● EXERCISE DESCRIPTION
Show every line in the entries below where the word "first" appears.

● EXERCISE MATERIALS
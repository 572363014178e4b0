//! RocksDB-backed implementation of [`perspectivedb_store::Database`].
//!
//! Grounded on the teacher's `calimero-store-rocksdb` crate and on
//! `calimero-store`'s own rocksdb test fixtures (`StoreConfig`, `open`,
//! the `get`/`put`/`has`/`iter` usage pattern). The tree layout carries
//! only one logical column, so this backend uses RocksDB's default column
//! family rather than standing up column-family machinery the spec has
//! no use for.

use camino::Utf8PathBuf;
use perspectivedb_store::{Batch, Column, Database, DbIterator, Operation, Slice, StoreError};
use rocksdb::{Direction, IteratorMode, WriteBatch, DB};

#[derive(Debug, Clone)]
pub struct StoreConfig {
    pub path: Utf8PathBuf,
}

pub struct RocksDb {
    db: DB,
}

impl RocksDb {
    pub fn open(config: &StoreConfig) -> Result<Self, StoreError> {
        let db = DB::open_default(config.path.as_str()).map_err(to_store_error)?;
        tracing::debug!(path = %config.path, "opened rocksdb store");
        Ok(Self { db })
    }
}

fn to_store_error(err: rocksdb::Error) -> StoreError {
    StoreError::Backend(err.to_string())
}

impl Database for RocksDb {
    type Iter<'a> = RocksIter<'a>;

    fn get(&self, _column: Column, key: Slice<'_>) -> Result<Option<Slice<'static>>, StoreError> {
        Ok(self
            .db
            .get(key.as_ref())
            .map_err(to_store_error)?
            .map(Slice::from))
    }

    fn apply(&self, batch: Batch) -> Result<(), StoreError> {
        let mut write_batch = WriteBatch::default();
        for op in batch.into_ops() {
            match op {
                Operation::Put { key, value, .. } => write_batch.put(key, value),
                Operation::Delete { key, .. } => write_batch.delete(key),
            }
        }
        self.db.write(write_batch).map_err(to_store_error)
    }

    fn iter(&self, _column: Column) -> Result<Self::Iter<'_>, StoreError> {
        Ok(RocksIter {
            db: &self.db,
            cursor: None,
        })
    }

    fn close(&self) -> Result<(), StoreError> {
        // RocksDB closes on drop; nothing to flush explicitly for this
        // subsystem's durability requirements (every write already goes
        // through a WAL-backed WriteBatch).
        Ok(())
    }
}

pub struct RocksIter<'a> {
    db: &'a DB,
    cursor: Option<Vec<u8>>,
}

impl DbIterator for RocksIter<'_> {
    fn seek(&mut self, key: Slice<'_>) -> Result<Option<Slice<'static>>, StoreError> {
        let mut iter = self
            .db
            .iterator(IteratorMode::From(key.as_ref(), Direction::Forward));
        match iter.next() {
            Some(Ok((k, _))) => {
                self.cursor = Some(k.to_vec());
                Ok(Some(Slice::from(k.to_vec())))
            }
            Some(Err(err)) => Err(to_store_error(err)),
            None => {
                self.cursor = None;
                Ok(None)
            }
        }
    }

    fn seek_for_prev(&mut self, key: Slice<'_>) -> Result<Option<Slice<'static>>, StoreError> {
        let mut iter = self
            .db
            .iterator(IteratorMode::From(key.as_ref(), Direction::Reverse));
        match iter.next() {
            Some(Ok((k, _))) => {
                self.cursor = Some(k.to_vec());
                Ok(Some(Slice::from(k.to_vec())))
            }
            Some(Err(err)) => Err(to_store_error(err)),
            None => {
                self.cursor = None;
                Ok(None)
            }
        }
    }

    fn read(&self) -> Result<Slice<'static>, StoreError> {
        let key = self.cursor.as_ref().ok_or(StoreError::IteratorNotPositioned)?;
        let value = self.db.get(key).map_err(to_store_error)?;
        value.map(Slice::from).ok_or(StoreError::IteratorNotPositioned)
    }

    fn advance(&mut self, reverse: bool) -> Result<Option<Slice<'static>>, StoreError> {
        let Some(cursor) = self.cursor.clone() else {
            let mode = if reverse {
                IteratorMode::End
            } else {
                IteratorMode::Start
            };
            let mut iter = self.db.iterator(mode);
            return match iter.next() {
                Some(Ok((k, _))) => {
                    self.cursor = Some(k.to_vec());
                    Ok(Some(Slice::from(k.to_vec())))
                }
                Some(Err(err)) => Err(to_store_error(err)),
                None => Ok(None),
            };
        };

        let direction = if reverse {
            Direction::Reverse
        } else {
            Direction::Forward
        };
        let mut iter = self.db.iterator(IteratorMode::From(&cursor, direction));
        // The first item `IteratorMode::From` yields is the cursor itself;
        // skip it to actually advance.
        let _current = iter.next();
        match iter.next() {
            Some(Ok((k, _))) => {
                self.cursor = Some(k.to_vec());
                Ok(Some(Slice::from(k.to_vec())))
            }
            Some(Err(err)) => Err(to_store_error(err)),
            None => {
                self.cursor = None;
                Ok(None)
            }
        }
    }
}

#[cfg(test)]
mod tests {
    use super::*;

    fn open_temp() -> (tempfile::TempDir, RocksDb) {
        let dir = tempfile::tempdir().unwrap();
        let config = StoreConfig {
            path: Utf8PathBuf::from_path_buf(dir.path().to_owned()).unwrap(),
        };
        let db = RocksDb::open(&config).unwrap();
        (dir, db)
    }

    #[test]
    fn put_get_has_roundtrip() {
        let (_dir, db) = open_temp();
        let mut batch = Batch::new();
        batch.put(Column::Default, b"k".to_vec(), b"v".to_vec());
        db.apply(batch).unwrap();

        assert!(db.has(Column::Default, Slice::from(&b"k"[..])).unwrap());
        assert_eq!(
            db.get(Column::Default, Slice::from(&b"k"[..])).unwrap().unwrap(),
            Slice::from(&b"v"[..])
        );
    }

    #[test]
    fn iteration_matches_insertion_order() {
        let (_dir, db) = open_temp();
        let mut batch = Batch::new();
        for b1 in 0..3u8 {
            for b2 in 0..3u8 {
                batch.put(Column::Default, vec![b1, b2], vec![b1, b2]);
            }
        }
        db.apply(batch).unwrap();

        let mut iter = db.iter(Column::Default).unwrap();
        let first = iter.seek(Slice::from(&[][..])).unwrap().unwrap();
        assert_eq!(first.as_ref(), &[0, 0]);

        let rest: Vec<_> = perspectivedb_store::entries(iter, false)
            .map(|(k, _)| k.unwrap().into_vec())
            .collect();
        assert_eq!(rest.len(), 8);
        assert_eq!(rest.last().unwrap(), &vec![2, 2]);
    }
}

● REPLY
        // The first item `IteratorMode::From` yields is the cursor itself;
        let first = iter.seek(Slice::from(&[][..])).unwrap().unwrap();
        assert_eq!(first.as_ref(), &[0, 0]);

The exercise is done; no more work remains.